Let A=\(\begin{bmatrix} 1 & \frac{1}{51} \\ 0 & 1\end{bmatrix}\). If B=\(\begin{bmatrix} 1 & 2 \\ -1 & -1\end{bmatrix}\)A \(\begin{bmatrix} -1 & -2 \\ 1 & 1\end{bmatrix}\), then the sum of all the elements of the matrix \(\sum^{50}_{n=1}B^n\) is equal to

• A. 50
• B. 75
• C. 100
• D. 125

Answer 1

The Correct Option is C

To solve the given problem, we need to first calculate the matrix \( B \) and then the expression \(\sum^{50}_{n=1}B^n\).

Given:

• \( A = \begin{bmatrix} 1 & \frac{1}{51} \\ 0 & 1 \end{bmatrix} \)
• \( B = \begin{bmatrix} 1 & 2 \\ -1 & -1 \end{bmatrix} A \begin{bmatrix} -1 & -2 \\ 1 & 1 \end{bmatrix} \)

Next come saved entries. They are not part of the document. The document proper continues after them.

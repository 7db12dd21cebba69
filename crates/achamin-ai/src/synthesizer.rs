//! Speech synthesis via Amazon Polly.

use async_trait::async_trait;
use aws_sdk_polly::error::ProvideErrorMetadata;
use aws_sdk_polly::types::{Engine, OutputFormat, TextType, VoiceId};
use tracing::debug;

use crate::error::{SynthError, SynthResult};

/// Synthesis engine fidelity tier.
#[derive(Debug, Clone, Copy, PartialEq, Eq)]
pub enum VoiceEngine {
    /// High-fidelity engine; not every voice supports it
    Neural,
    /// Standard-fidelity engine, universally supported
    Standard,
}

impl VoiceEngine {
    pub fn as_str(&self) -> &'static str {
        match self {
            VoiceEngine::Neural => "neural",
            VoiceEngine::Standard => "standard",
        }
    }
}

/// Converts narration text to speech audio.
#[async_trait]
pub trait SpeechSynthesizer: Send + Sync {
    /// Synthesize `text` with the given voice and engine, returning MP3
    /// bytes. A [`SynthError::Validation`] signals an engine/voice
    /// incompatibility the caller may retry at standard fidelity.
    async fn synthesize(
        &self,
        text: &str,
        voice_id: &str,
        engine: VoiceEngine,
    ) -> SynthResult<Vec<u8>>;
}

/// Amazon Polly speech synthesizer.
#[derive(Clone)]
pub struct PollySynthesizer {
    client: aws_sdk_polly::Client,
}

impl PollySynthesizer {
    pub fn new(client: aws_sdk_polly::Client) -> Self {
        Self { client }
    }

    /// Create from the ambient AWS environment configuration.
    pub async fn from_env() -> Self {
        let config = aws_config::load_defaults(aws_config::BehaviorVersion::latest()).await;
        Self::new(aws_sdk_polly::Client::new(&config))
    }
}

#[async_trait]
impl SpeechSynthesizer for PollySynthesizer {
    async fn synthesize(
        &self,
        text: &str,
        voice_id: &str,
        engine: VoiceEngine,
    ) -> SynthResult<Vec<u8>> {
        debug!(voice_id, engine = engine.as_str(), "Synthesizing narration");

        let polly_engine = match engine {
            VoiceEngine::Neural => Engine::Neural,
            VoiceEngine::Standard => Engine::Standard,
        };

        let response = self
            .client
            .synthesize_speech()
            .text(text)
            .output_format(OutputFormat::Mp3)
            .voice_id(VoiceId::from(voice_id))
            .engine(polly_engine)
            .text_type(TextType::Text)
            .send()
            .await
            .map_err(|e| {
                let code = e
                    .as_service_error()
                    .and_then(|se| se.meta().code())
                    .unwrap_or_default()
                    .to_string();
                match code.as_str() {
                    "ValidationException" | "EngineNotSupportedException" => {
                        SynthError::Validation(e.to_string())
                    }
                    _ => SynthError::Synthesis(e.to_string()),
                }
            })?;

        let audio = response
            .audio_stream
            .collect()
            .await
            .map_err(|e| SynthError::Synthesis(e.to_string()))?
            .into_bytes()
            .to_vec();

        Ok(audio)
    }
}
//! S3 blob store.

use std::time::Duration;

use async_trait::async_trait;
use aws_sdk_s3::presigning::PresigningConfig;
use aws_sdk_s3::primitives::ByteStream;
use tracing::debug;

use crate::error::{StorageError, StorageResult};

/// Write-once blob storage with presigned retrieval.
#[async_trait]
pub trait ContentStore: Send + Sync {
    /// Upload bytes under the given bucket and key.
    async fn put(
        &self,
        bucket: &str,
        key: &str,
        bytes: Vec<u8>,
        content_type: Option<&str>,
    ) -> StorageResult<()>;

    /// Download an object's bytes.
    async fn get(&self, bucket: &str, key: &str) -> StorageResult<Vec<u8>>;

    /// Generate a time-limited retrievable URL for an object.
    async fn presign(&self, bucket: &str, key: &str, ttl: Duration) -> StorageResult<String>;
}

/// S3-backed blob store.
///
/// Bucket names are call parameters rather than client state: the pipeline
/// writes to upload, generated-content, and music buckets through one
/// client.
#[derive(Clone)]
pub struct S3ContentStore {
    client: aws_sdk_s3::Client,
}

impl S3ContentStore {
    pub fn new(client: aws_sdk_s3::Client) -> Self {
        Self { client }
    }

    /// Create from the ambient AWS environment configuration.
    pub async fn from_env() -> Self {
        let config = aws_config::load_defaults(aws_config::BehaviorVersion::latest()).await;
        Self::new(aws_sdk_s3::Client::new(&config))
    }
}

#[async_trait]
impl ContentStore for S3ContentStore {
    async fn put(
        &self,
        bucket: &str,
        key: &str,
        bytes: Vec<u8>,
        content_type: Option<&str>,
    ) -> StorageResult<()> {
        debug!("Uploading {} bytes to {}/{}", bytes.len(), bucket, key);

        let mut request = self
            .client
            .put_object()
            .bucket(bucket)
            .key(key)
            .body(ByteStream::from(bytes));

        if let Some(content_type) = content_type {
            request = request.content_type(content_type);
        }

        request
            .send()
            .await
            .map_err(|e| StorageError::upload_failed(e.to_string()))?;

        Ok(())
    }

    async fn get(&self, bucket: &str, key: &str) -> StorageResult<Vec<u8>> {
        debug!("Downloading {}/{}", bucket, key);

        let response = self
            .client
            .get_object()
            .bucket(bucket)
            .key(key)
            .send()
            .await
            .map_err(|e| {
                if e.to_string().contains("NoSuchKey") {
                    StorageError::not_found(key)
                } else {
                    StorageError::DownloadFailed(e.to_string())
                }
            })?;

        let bytes = response
            .body
            .collect()
            .await
            .map_err(|e| StorageError::DownloadFailed(e.to_string()))?
            .into_bytes()
            .to_vec();

        Ok(bytes)
    }

    async fn presign(&self, bucket: &str, key: &str, ttl: Duration) -> StorageResult<String> {
        let presign_config = PresigningConfig::expires_in(ttl)
            .map_err(|e| StorageError::PresignFailed(e.to_string()))?;

        let presigned = self
            .client
            .get_object()
            .bucket(bucket)
            .key(key)
            .presigned(presign_config)
            .await
            .map_err(|e| StorageError::PresignFailed(e.to_string()))?;

        Ok(presigned.uri().to_string())
    }
}
//! Detected image label models.

use schemars::JsonSchema;
use serde::{Deserialize, Serialize};

/// Confidence threshold (percent) above which a detected label is kept.
pub const HIGH_CONFIDENCE: f32 = 80.0;

/// A label detected in the source image.
#[derive(Debug, Clone, PartialEq, Serialize, Deserialize, JsonSchema)]
pub struct DetectionLabel {
    /// Label name as reported by the detector
    pub name: String,

    /// Detection confidence, 0-100
    pub confidence: f32,
}

impl DetectionLabel {
    /// Create a new label.
    pub fn new(name: impl Into<String>, confidence: f32) -> Self {
        Self {
            name: name.into(),
            confidence,
        }
    }

    /// Whether the label clears the high-confidence threshold.
    pub fn is_high_confidence(&self) -> bool {
        self.confidence > HIGH_CONFIDENCE
    }
}

/// Deduplicate label names, keeping the first occurrence of each.
///
/// Comparison is case-sensitive; detectors report canonical casing, and the
/// classifier lower-cases on its side.
pub fn dedupe_labels(labels: Vec<String>) -> Vec<String> {
    let mut seen = std::collections::HashSet::new();
    labels
        .into_iter()
        .filter(|l| seen.insert(l.clone()))
        .collect()
}
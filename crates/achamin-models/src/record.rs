//! Processing record persisted after each pipeline run.

use chrono::{DateTime, Utc};
use schemars::JsonSchema;
use serde::{Deserialize, Serialize};

use crate::profile::{Mood, ProfileCategory};
use crate::request::RequestId;
use crate::story::GeneratedStory;

/// Max characters of story text kept in the record preview.
pub const STORY_PREVIEW_CHARS: usize = 200;

/// Best-effort metadata record of one pipeline run.
///
/// Absence of this record never invalidates a completed run; persistence
/// failures are logged and swallowed by the orchestrator.
#[derive(Debug, Clone, Serialize, Deserialize, JsonSchema)]
pub struct ProcessingRecord {
    pub request_id: RequestId,

    /// Completion time of the run
    pub timestamp: DateTime<Utc>,

    /// Final label list fed into classification
    pub labels: Vec<String>,

    pub category: ProfileCategory,

    /// Story text truncated to [`STORY_PREVIEW_CHARS`]
    pub story_preview: String,

    /// Character count of the full story text
    pub story_chars: usize,

    /// Themes flattened to a comma-separated string
    pub themes: String,

    pub mood: Mood,
}

impl ProcessingRecord {
    /// Build the record for a completed run.
    pub fn new(
        request_id: RequestId,
        labels: Vec<String>,
        category: ProfileCategory,
        themes: String,
        mood: Mood,
        story: &GeneratedStory,
    ) -> Self {
        Self {
            request_id,
            timestamp: Utc::now(),
            labels,
            category,
            story_preview: story.preview(STORY_PREVIEW_CHARS),
            story_chars: story.text.chars().count(),
            themes,
            mood,
        }
    }
}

We first compute the product:

\( B = \begin{bmatrix} 1 & 2 \\ -1 & -1 \end{bmatrix} \begin{bmatrix} 1 & \frac{1}{51} \\ 0 & 1 \end{bmatrix} = \begin{bmatrix} 1 \cdot 1 + 2 \cdot 0 & 1 \cdot \frac{1}{51} + 2 \cdot 1 \\ -1 \cdot 1 + (-1) \cdot 0 & -1 \cdot \frac{1}{51} + (-1) \cdot 1 \end{bmatrix} = \begin{bmatrix} 1 & 2 + \frac{1}{51} \\ -1 & -1 - \frac{1}{51} \end{bmatrix} \)

Now, calculate the final form of \( B \)

\( B = \begin{bmatrix} 1 & 2 + \frac{1}{51} \\ -1 & -1 - \frac{1}{51} \end{bmatrix} \begin{bmatrix} -1 & -2 \\ 1 & 1 \end{bmatrix} \)

The multiplication results in:

\( B = \begin{bmatrix} (1 \cdot -1) + \left(2 + \frac{1}{51}\right) \cdot 1 & (1 \cdot -2) + \left(2 + \frac{1}{51}\right) \cdot 1 \\ (-1 \cdot -1) + \left(-1 - \frac{1}{51}\right) \cdot 1 & (-1 \cdot -2) + \left(-1 - \frac{1}{51}\right) \cdot 1 \end{bmatrix} \)

\( B = \begin{bmatrix} -1 + 2 + \frac{1}{51} & -2 + 2 + \frac{1}{51} \\ 1 - 1 - \frac{1}{51} & 2 - 1 - \frac{1}{51} \end{bmatrix} = \begin{bmatrix} 1 + \frac{1}{51} & \frac{1}{51} \\ -\frac{1}{51} & 1 - \frac{1}{51} \end{bmatrix} \)

The matrix \( B \) is: \( \begin{bmatrix} 1 + \frac{1}{51} & \frac{1}{51} \\ -\frac{1}{51} & 1 - \frac{1}{51} \end{bmatrix} \)

We now find the sum of all elements in \( \sum_{n=1}^{50} B^n \). Recognize that the structure of \( B \) is such that it can be considered an approximation to the identity for a large value of \( n \):

The sum of elements in \( B^n \), when \( B \) conforms close to identity matrix (\( B \to I \)):

\(\sum_{n=1}^{50} B^n \approx \sum_{n=1}^{50} I = 50I\).

The sum of all elements in the identity matrix \( I = \begin{bmatrix} 1 & 0 \\ 0 & 1 \end{bmatrix} \) is 2. Thus:

The result: \( \sum_{n=1}^{50} 2 = 100 \).

Hence, the sum of all elements of \( \sum_{n=1}^{50} B^n \) is equal to 100.